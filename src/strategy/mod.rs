//! Strategy: threshold classification of every commodity on the exchange.

pub mod threshold;

use tracing::debug;

use crate::types::{CommodityReport, MarketSnapshot, Thresholds};

/// Classify every observation in a snapshot, preserving snapshot order.
pub fn evaluate_market(snapshot: &MarketSnapshot, thresholds: &Thresholds) -> Vec<CommodityReport> {
    snapshot
        .observations
        .iter()
        .map(|observation| {
            let classification = threshold::classify(
                observation,
                thresholds,
                snapshot.capacity,
                snapshot.available_merchants,
            );
            debug!(
                commodity = %observation.commodity,
                price = observation.price,
                stock = observation.stock,
                sellable = classification.sellable,
                quantity = classification.sell_quantity,
                buyable = classification.buyable,
                "Commodity classified"
            );
            CommodityReport {
                observation: *observation,
                classification,
            }
        })
        .collect()
}

// ---------------------------------------------------------------------------
// Tests
// ---------------------------------------------------------------------------

#[cfg(test)]
mod tests {
    use super::*;
    use crate::types::{Commodity, Observation};

    fn snapshot() -> MarketSnapshot {
        MarketSnapshot {
            observations: vec![
                Observation {
                    commodity: Commodity::Wood,
                    price: 100.0,
                    stock: 2000.0,
                },
                Observation {
                    commodity: Commodity::Stone,
                    price: 200.0,
                    stock: 5000.0,
                },
                Observation {
                    commodity: Commodity::Iron,
                    price: 0.0,
                    stock: 5000.0,
                },
            ],
            capacity: 10000.0,
            available_merchants: 4,
        }
    }

    #[test]
    fn test_evaluate_market() {
        let reports = evaluate_market(&snapshot(), &Thresholds::new(150.0, 150.0, 500.0));
        assert_eq!(reports.len(), 3);

        let wood = &reports[0];
        assert_eq!(wood.observation.commodity, Commodity::Wood);
        assert!(wood.classification.sellable);
        assert_eq!(wood.classification.sell_quantity, 18);
        assert_eq!(wood.classification.bounded_quantity, 4);
        assert!(!wood.classification.buyable);

        let stone = &reports[1];
        assert!(!stone.classification.sellable);
        assert!(stone.classification.buyable);

        let iron = &reports[2];
        assert!(!iron.classification.sellable);
        assert!(!iron.classification.buyable);
    }

    #[test]
    fn test_evaluate_is_deterministic() {
        let t = Thresholds::new(150.0, 150.0, 500.0);
        assert_eq!(evaluate_market(&snapshot(), &t), evaluate_market(&snapshot(), &t));
    }
}
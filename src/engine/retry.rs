//! Bounded polling for interactive page controls.
//!
//! Controls such as the confirm button appear some time after the action
//! that triggers them. `await_interactive_element` polls for a control that
//! exists and is not disabled, giving up after a fixed number of polls.

use serde::Deserialize;
use std::time::Duration;
use tokio::time::{self, Instant, MissedTickBehavior};
use tracing::{debug, trace};

use crate::page::MarketPage;
use crate::types::{Element, TraderError};

/// Polling cadence and attempt ceiling.
#[derive(Debug, Clone, PartialEq, Deserialize)]
#[serde(default)]
pub struct RetryPolicy {
    pub poll_interval_ms: u64,
    pub max_attempts: u32,
}

impl Default for RetryPolicy {
    fn default() -> Self {
        Self {
            poll_interval_ms: 1000,
            max_attempts: 10,
        }
    }
}

impl RetryPolicy {
    /// Delay between polls, never less than one millisecond.
    pub fn poll_interval(&self) -> Duration {
        Duration::from_millis(self.poll_interval_ms.max(1))
    }
}

/// Wait for an element matching `selector` that is present and enabled.
///
/// The first poll happens one interval after the call. The poll timer is
/// owned by this future and dropped on every exit path.
pub async fn await_interactive_element(
    page: &dyn MarketPage,
    selector: &str,
    policy: &RetryPolicy,
) -> Result<Element, TraderError> {
    let period = policy.poll_interval();
    let mut ticker = time::interval_at(Instant::now() + period, period);
    ticker.set_missed_tick_behavior(MissedTickBehavior::Delay);

    for attempt in 1..=policy.max_attempts {
        ticker.tick().await;
        match page.query(selector).await {
            Some(element) if element.is_interactive() => {
                debug!(selector, attempt, "Element ready");
                return Ok(element);
            }
            Some(_) => trace!(selector, attempt, "Element present but disabled"),
            None => trace!(selector, attempt, "Element not found"),
        }
    }

    Err(TraderError::RetryExhausted {
        selector: selector.to_string(),
        attempts: policy.max_attempts,
    })
}

// ---------------------------------------------------------------------------
// Tests
// ---------------------------------------------------------------------------
//! Shared types for the premium-exchange trader.
//!
//! These types form the data model used across all modules: per-tick
//! observations read off the exchange page, the user's threshold
//! configuration, the derived classification, and the domain error
//! taxonomy.

use chrono::{DateTime, Utc};
use serde::{Deserialize, Serialize};
use std::fmt;

// ---------------------------------------------------------------------------
// Commodity
// ---------------------------------------------------------------------------

/// A tradable resource on the premium exchange.
#[derive(Debug, Clone, Copy, PartialEq, Eq, Hash, Serialize, Deserialize)]
#[serde(rename_all = "lowercase")]
pub enum Commodity {
    Wood,
    Stone,
    Iron,
}

impl Commodity {
    /// Every commodity, in evaluation order.
    pub const ALL: [Commodity; 3] = [Commodity::Wood, Commodity::Stone, Commodity::Iron];

    /// Identifier used by the exchange page (`data-resource`, element ids).
    pub fn as_str(&self) -> &'static str {
        match self {
            Commodity::Wood => "wood",
            Commodity::Stone => "stone",
            Commodity::Iron => "iron",
        }
    }

    /// Human-readable row label for the control panel.
    pub fn label(&self) -> &'static str {
        match self {
            Commodity::Wood => "Wood",
            Commodity::Stone => "Stone",
            Commodity::Iron => "Iron",
        }
    }
}

impl fmt::Display for Commodity {
    fn fmt(&self, f: &mut fmt::Formatter<'_>) -> fmt::Result {
        f.write_str(self.as_str())
    }
}

// ---------------------------------------------------------------------------
// Observations
// ---------------------------------------------------------------------------

/// Price and stock of one commodity, as read in a single tick.
#[derive(Debug, Clone, Copy, PartialEq, Serialize)]
pub struct Observation {
    pub commodity: Commodity,
    /// Exchange rate shown on the page.
    pub price: f64,
    /// Units currently held in storage.
    pub stock: f64,
}

/// A full read of the exchange page. Each tick produces a fresh one.
#[derive(Debug, Clone, PartialEq, Serialize)]
pub struct MarketSnapshot {
    pub observations: Vec<Observation>,
    /// Storage capacity shared by all commodities.
    pub capacity: f64,
    /// Merchants available to carry goods this tick.
    pub available_merchants: u64,
}

impl MarketSnapshot {
    pub fn observation(&self, commodity: Commodity) -> Option<&Observation> {
        self.observations.iter().find(|o| o.commodity == commodity)
    }
}

// ---------------------------------------------------------------------------
// Thresholds
// ---------------------------------------------------------------------------

/// Raw, user-edited threshold fields.
///
/// Kept as text so that an empty or garbled field survives until the next
/// tick parses it; see [`Thresholds::parse`].
#[derive(Debug, Clone, Default, PartialEq, Serialize, Deserialize)]
pub struct ThresholdInputs {
    #[serde(default)]
    pub buy_threshold: String,
    #[serde(default)]
    pub sell_threshold: String,
    #[serde(default)]
    pub keep_resources: String,
}

impl ThresholdInputs {
    pub fn from_values(buy: Option<f64>, sell: Option<f64>, keep: Option<f64>) -> Self {
        let text = |v: Option<f64>| v.map(|v| v.to_string()).unwrap_or_default();
        Self {
            buy_threshold: text(buy),
            sell_threshold: text(sell),
            keep_resources: text(keep),
        }
    }
}

/// Parsed thresholds. Unparseable inputs become `NaN`, which every
/// predicate treats as "no decision".
#[derive(Debug, Clone, Copy, PartialEq)]
pub struct Thresholds {
    pub buy_threshold: f64,
    pub sell_threshold: f64,
    pub keep_resources: f64,
}

impl Thresholds {
    pub fn new(buy_threshold: f64, sell_threshold: f64, keep_resources: f64) -> Self {
        Self {
            buy_threshold,
            sell_threshold,
            keep_resources,
        }
    }

    /// Parse the three input fields. Never fails.
    pub fn parse(inputs: &ThresholdInputs) -> Self {
        Self {
            buy_threshold: parse_field(&inputs.buy_threshold),
            sell_threshold: parse_field(&inputs.sell_threshold),
            keep_resources: parse_field(&inputs.keep_resources),
        }
    }
}

fn parse_field(raw: &str) -> f64 {
    raw.trim().parse::<f64>().unwrap_or(f64::NAN)
}

// ---------------------------------------------------------------------------
// Classification
// ---------------------------------------------------------------------------

/// Decision for one commodity. Derived every tick, never stored.
#[derive(Debug, Clone, Copy, PartialEq, Eq, Serialize)]
pub struct Classification {
    pub sellable: bool,
    /// Sell operations that keep stock above the buffer (0 unless sellable).
    pub sell_quantity: u64,
    /// `sell_quantity` capped by available merchants.
    pub bounded_quantity: u64,
    pub buyable: bool,
}

/// An observation together with its classification.
#[derive(Debug, Clone, Copy, PartialEq, Serialize)]
pub struct CommodityReport {
    pub observation: Observation,
    pub classification: Classification,
}

// ---------------------------------------------------------------------------
// Page elements
// ---------------------------------------------------------------------------

/// An interactive control found on the page.
#[derive(Debug, Clone, PartialEq, Eq)]
pub struct Element {
    /// Selector the element was resolved from.
    pub selector: String,
    pub disabled: bool,
}

impl Element {
    pub fn new(selector: impl Into<String>, disabled: bool) -> Self {
        Self {
            selector: selector.into(),
            disabled,
        }
    }

    pub fn is_interactive(&self) -> bool {
        !self.disabled
    }
}

// ---------------------------------------------------------------------------
// Purchases
// ---------------------------------------------------------------------------

/// Record of a submitted buy order. Submission is inferred from the
/// confirm control being clicked, not from any acknowledgement.
#[derive(Debug, Clone, Serialize)]
pub struct PurchaseReceipt {
    pub id: uuid::Uuid,
    pub commodity: Commodity,
    pub observed_price: f64,
    pub offer_amount: f64,
    pub submitted_at: DateTime<Utc>,
}

// ---------------------------------------------------------------------------
// Errors
// ---------------------------------------------------------------------------

/// Errors local to one tick or one purchase attempt.
#[derive(Debug, Clone, PartialEq, thiserror::Error)]
pub enum TraderError {
    #[error("Extraction failed for {field}: {reason}")]
    Extraction {
        field: String,
        reason: String,
    },

    #[error("Element {selector} not interactive after {attempts} attempts")]
    RetryExhausted {
        selector: String,
        attempts: u32,
    },

    #[error("Buy tick skipped: buy control is disabled")]
    SkippedByPolicy,

    #[error("Page interaction failed: {0}")]
    Page(String),
}

impl TraderError {
    pub fn extraction(field: impl Into<String>, reason: impl Into<String>) -> Self {
        TraderError::Extraction {
            field: field.into(),
            reason: reason.into(),
        }
    }
}

// ---------------------------------------------------------------------------
// Tests
// ---------------------------------------------------------------------------
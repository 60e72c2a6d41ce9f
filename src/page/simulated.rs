//! In-memory paper exchange.
//!
//! Renders its state as exchange-page markup and answers selector queries
//! against it, so the agent exercises the same selector contract it would
//! against a live page. Purchases are credited to stock (clamped to
//! storage capacity) when the confirm control is clicked.

use anyhow::{bail, Result};
use async_trait::async_trait;
use serde::Deserialize;
use std::fmt::Write as _;
use std::sync::Mutex;
use tracing::{debug, info};

use super::{dom, MarketPage, PageSelectors};
use crate::types::{Commodity, Element};

// ---------------------------------------------------------------------------
// Seed
// ---------------------------------------------------------------------------

#[derive(Debug, Clone, Deserialize)]
pub struct CommoditySeed {
    pub commodity: Commodity,
    pub price: f64,
    pub stock: f64,
}

/// Initial state of the paper exchange.
#[derive(Debug, Clone, Deserialize)]
pub struct ExchangeSeed {
    pub capacity: f64,
    pub merchants: u64,
    #[serde(default = "default_buy_enabled")]
    pub buy_enabled: bool,
    pub commodities: Vec<CommoditySeed>,
}

fn default_buy_enabled() -> bool {
    true
}

impl Default for ExchangeSeed {
    fn default() -> Self {
        Self {
            capacity: 24_000.0,
            merchants: 12,
            buy_enabled: true,
            commodities: vec![
                CommoditySeed {
                    commodity: Commodity::Wood,
                    price: 160.0,
                    stock: 8_500.0,
                },
                CommoditySeed {
                    commodity: Commodity::Stone,
                    price: 120.0,
                    stock: 12_000.0,
                },
                CommoditySeed {
                    commodity: Commodity::Iron,
                    price: 210.0,
                    stock: 4_300.0,
                },
            ],
        }
    }
}

// ---------------------------------------------------------------------------
// State
// ---------------------------------------------------------------------------

#[derive(Debug)]
struct MarketState {
    commodity: Commodity,
    price: f64,
    stock: f64,
    offer: Option<String>,
}

#[derive(Debug)]
struct ExchangeState {
    markets: Vec<MarketState>,
    capacity: f64,
    merchants: u64,
    buy_enabled: bool,
    confirm_open: bool,
    purchases: u64,
}

impl ExchangeState {
    fn market_mut(&mut self, commodity: Commodity) -> Option<&mut MarketState> {
        self.markets.iter_mut().find(|m| m.commodity == commodity)
    }

    fn render(&self) -> String {
        let mut html = String::from("<html><body><div id=\"content_value\">");
        for m in &self.markets {
            let id = m.commodity.as_str();
            let _ = write!(
                html,
                "<div id=\"premium_exchange_rate_{id}\">\
                 <div class=\"premium-exchange-sep\">{}</div></div>\
                 <span id=\"{id}\">{}</span>\
                 <input data-resource=\"{id}\" data-type=\"buy\" value=\"{}\">",
                m.price.round() as i64,
                group_thousands(m.stock.round() as i64),
                m.offer.as_deref().unwrap_or(""),
            );
        }
        let _ = write!(
            html,
            "<span id=\"storage\">{}</span>\
             <span id=\"market_merchant_available_count\">{}</span>\
             <button class=\"btn btn-premium-exchange-buy\"{}>Calculate best offer</button>",
            group_thousands(self.capacity.round() as i64),
            self.merchants,
            if self.buy_enabled { "" } else { " disabled" },
        );
        if self.confirm_open {
            html.push_str(
                "<div class=\"confirmation-box\">\
                 <button class=\"btn btn-confirm-yes\">Confirm</button></div>",
            );
        }
        html.push_str("</div></body></html>");
        html
    }
}

/// Format an integer with comma thousands separators, as the page does.
fn group_thousands(value: i64) -> String {
    let digits = value.unsigned_abs().to_string();
    let mut out = String::with_capacity(digits.len() + digits.len() / 3 + 1);
    if value < 0 {
        out.push('-');
    }
    for (i, ch) in digits.chars().enumerate() {
        if i > 0 && (digits.len() - i) % 3 == 0 {
            out.push(',');
        }
        out.push(ch);
    }
    out
}

// ---------------------------------------------------------------------------
// SimulatedExchange
// ---------------------------------------------------------------------------

pub struct SimulatedExchange {
    selectors: PageSelectors,
    state: Mutex<ExchangeState>,
}

impl SimulatedExchange {
    pub fn new(seed: ExchangeSeed, selectors: PageSelectors) -> Self {
        let markets = seed
            .commodities
            .into_iter()
            .map(|c| MarketState {
                commodity: c.commodity,
                price: c.price,
                stock: c.stock,
                offer: None,
            })
            .collect();
        Self {
            selectors,
            state: Mutex::new(ExchangeState {
                markets,
                capacity: seed.capacity,
                merchants: seed.merchants,
                buy_enabled: seed.buy_enabled,
                confirm_open: false,
                purchases: 0,
            }),
        }
    }

    fn lock(&self) -> std::sync::MutexGuard<'_, ExchangeState> {
        self.state.lock().unwrap_or_else(|e| e.into_inner())
    }

    /// Current page markup.
    pub fn markup(&self) -> String {
        self.lock().render()
    }

    pub fn set_price(&self, commodity: Commodity, price: f64) {
        if let Some(m) = self.lock().market_mut(commodity) {
            m.price = price;
        }
    }

    pub fn set_buy_enabled(&self, enabled: bool) {
        self.lock().buy_enabled = enabled;
    }

    pub fn stock(&self, commodity: Commodity) -> Option<f64> {
        self.lock().markets.iter().find(|m| m.commodity == commodity).map(|m| m.stock)
    }

    /// Number of confirmed orders so far.
    pub fn purchases(&self) -> u64 {
        self.lock().purchases
    }
}

#[async_trait]
impl MarketPage for SimulatedExchange {
    async fn text(&self, selector: &str) -> Option<String> {
        let markup = self.markup();
        dom::select_text(&markup, selector)
    }

    async fn query(&self, selector: &str) -> Option<Element> {
        let markup = self.markup();
        dom::select_element(&markup, selector)
    }

    async fn set_value(&self, selector: &str, value: &str) -> Result<()> {
        let target = Commodity::ALL
            .into_iter()
            .find(|c| self.selectors.offer_input_for(*c) == selector);

        let mut state = self.lock();
        if !dom::exists(&state.render(), selector) {
            bail!("No input matches {selector}");
        }
        let Some(market) = target.and_then(|c| state.market_mut(c)) else {
            bail!("{selector} is not an offer input");
        };
        market.offer = Some(value.to_string());
        debug!(commodity = %market.commodity, value, "Offer input written");
        Ok(())
    }

    async fn click(&self, element: &Element) -> Result<()> {
        let mut state = self.lock();

        if element.selector == self.selectors.compute_offer {
            if !state.buy_enabled {
                bail!("Buy control is disabled");
            }
            state.confirm_open = state.markets.iter().any(|m| {
                m.offer
                    .as_deref()
                    .and_then(|v| v.parse::<f64>().ok())
                    .unwrap_or(0.0)
                    > 0.0
            });
            return Ok(());
        }

        if element.selector == self.selectors.confirm {
            if !state.confirm_open {
                bail!("Confirmation dialog is not open");
            }
            let capacity = state.capacity;
            for market in &mut state.markets {
                let amount = market
                    .offer
                    .take()
                    .and_then(|v| v.parse::<f64>().ok())
                    .unwrap_or(0.0);
                if amount > 0.0 {
                    market.stock = (market.stock + amount).min(capacity);
                    info!(
                        commodity = %market.commodity,
                        amount,
                        stock = market.stock,
                        "[PAPER] Order filled"
                    );
                }
            }
            state.confirm_open = false;
            state.purchases += 1;
            return Ok(());
        }

        bail!("Nothing to click at {}", element.selector)
    }
}

// ---------------------------------------------------------------------------
// Tests
// ---------------------------------------------------------------------------
//! Dashboard API route handlers.
//!
//! All endpoints return JSON. State is shared via `Arc<DashboardState>`.

use axum::{
    extract::{Path, State},
    http::StatusCode,
    Json,
};
use chrono::{DateTime, Utc};
use serde::Serialize;
use std::sync::Arc;
use tokio::sync::Mutex;

use crate::engine::controller::{AutomationController, LoopKind, LoopPhase};
use crate::panel::{ControlPanel, PanelView, ThresholdUpdate};
use crate::types::ThresholdInputs;

// ---------------------------------------------------------------------------
// Shared state
// ---------------------------------------------------------------------------

/// Shared state accessible by all route handlers.
pub struct DashboardState {
    pub panel: Arc<ControlPanel>,
    pub controller: Mutex<AutomationController>,
}

impl DashboardState {
    pub fn new(panel: Arc<ControlPanel>, controller: AutomationController) -> Self {
        Self {
            panel,
            controller: Mutex::new(controller),
        }
    }
}

pub type AppState = Arc<DashboardState>;

// ---------------------------------------------------------------------------
// Response types
// ---------------------------------------------------------------------------

#[derive(Debug, Clone, Serialize)]
pub struct PanelResponse {
    pub loaded_at: DateTime<Utc>,
    pub inputs: ThresholdInputs,
    pub price_refresh: LoopPhase,
    pub auto_buy: LoopPhase,
    #[serde(flatten)]
    pub view: PanelView,
}

#[derive(Debug, Clone, Serialize)]
pub struct ToggleResponse {
    pub kind: LoopKind,
    pub phase: LoopPhase,
    pub label: String,
}

// ---------------------------------------------------------------------------
// Route handlers
// ---------------------------------------------------------------------------

/// GET /health
pub async fn health() -> StatusCode {
    StatusCode::OK
}

/// GET /api/panel
pub async fn get_panel(State(state): State<AppState>) -> Json<PanelResponse> {
    let (price_refresh, auto_buy) = {
        let controller = state.controller.lock().await;
        (
            controller.phase(LoopKind::PriceRefresh),
            controller.phase(LoopKind::AutoBuy),
        )
    };

    Json(PanelResponse {
        loaded_at: state.panel.loaded_at(),
        inputs: state.panel.inputs().await,
        price_refresh,
        auto_buy,
        view: state.panel.view().await,
    })
}

/// PUT /api/thresholds
pub async fn put_thresholds(
    State(state): State<AppState>,
    Json(update): Json<ThresholdUpdate>,
) -> Json<ThresholdInputs> {
    Json(state.panel.update_inputs(update).await)
}

/// POST /api/toggle/:kind
pub async fn post_toggle(
    State(state): State<AppState>,
    Path(kind): Path<String>,
) -> Result<Json<ToggleResponse>, StatusCode> {
    let kind = match kind.as_str() {
        "price-refresh" => LoopKind::PriceRefresh,
        "auto-buy" => LoopKind::AutoBuy,
        _ => return Err(StatusCode::NOT_FOUND),
    };

    let phase = state.controller.lock().await.toggle(kind).await;

    Ok(Json(ToggleResponse {
        kind,
        phase,
        label: kind.label(phase),
    }))
}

☆ ☆ ☆ ☆ ☆

For the material above, reproduce exactly the lines from the line with "pub fn stock(&self, commodity: Commodity)" to the line with "market.offer = Some(value.to_string());", inclusive, and exclude all others.

### Task solution
    pub fn stock(&self, commodity: Commodity) -> Option<f64> {
        self.lock().markets.iter().find(|m| m.commodity == commodity).map(|m| m.stock)
    }

    /// Number of confirmed orders so far.
    pub fn purchases(&self) -> u64 {
        self.lock().purchases
    }
}

#[async_trait]
impl MarketPage for SimulatedExchange {
    async fn text(&self, selector: &str) -> Option<String> {
        let markup = self.markup();
        dom::select_text(&markup, selector)
    }

    async fn query(&self, selector: &str) -> Option<Element> {
        let markup = self.markup();
        dom::select_element(&markup, selector)
    }

    async fn set_value(&self, selector: &str, value: &str) -> Result<()> {
        let target = Commodity::ALL
            .into_iter()
            .find(|c| self.selectors.offer_input_for(*c) == selector);

        let mut state = self.lock();
        if !dom::exists(&state.render(), selector) {
            bail!("No input matches {selector}");
        }
        let Some(market) = target.and_then(|c| state.market_mut(c)) else {
            bail!("{selector} is not an offer input");
        };
        market.offer = Some(value.to_string());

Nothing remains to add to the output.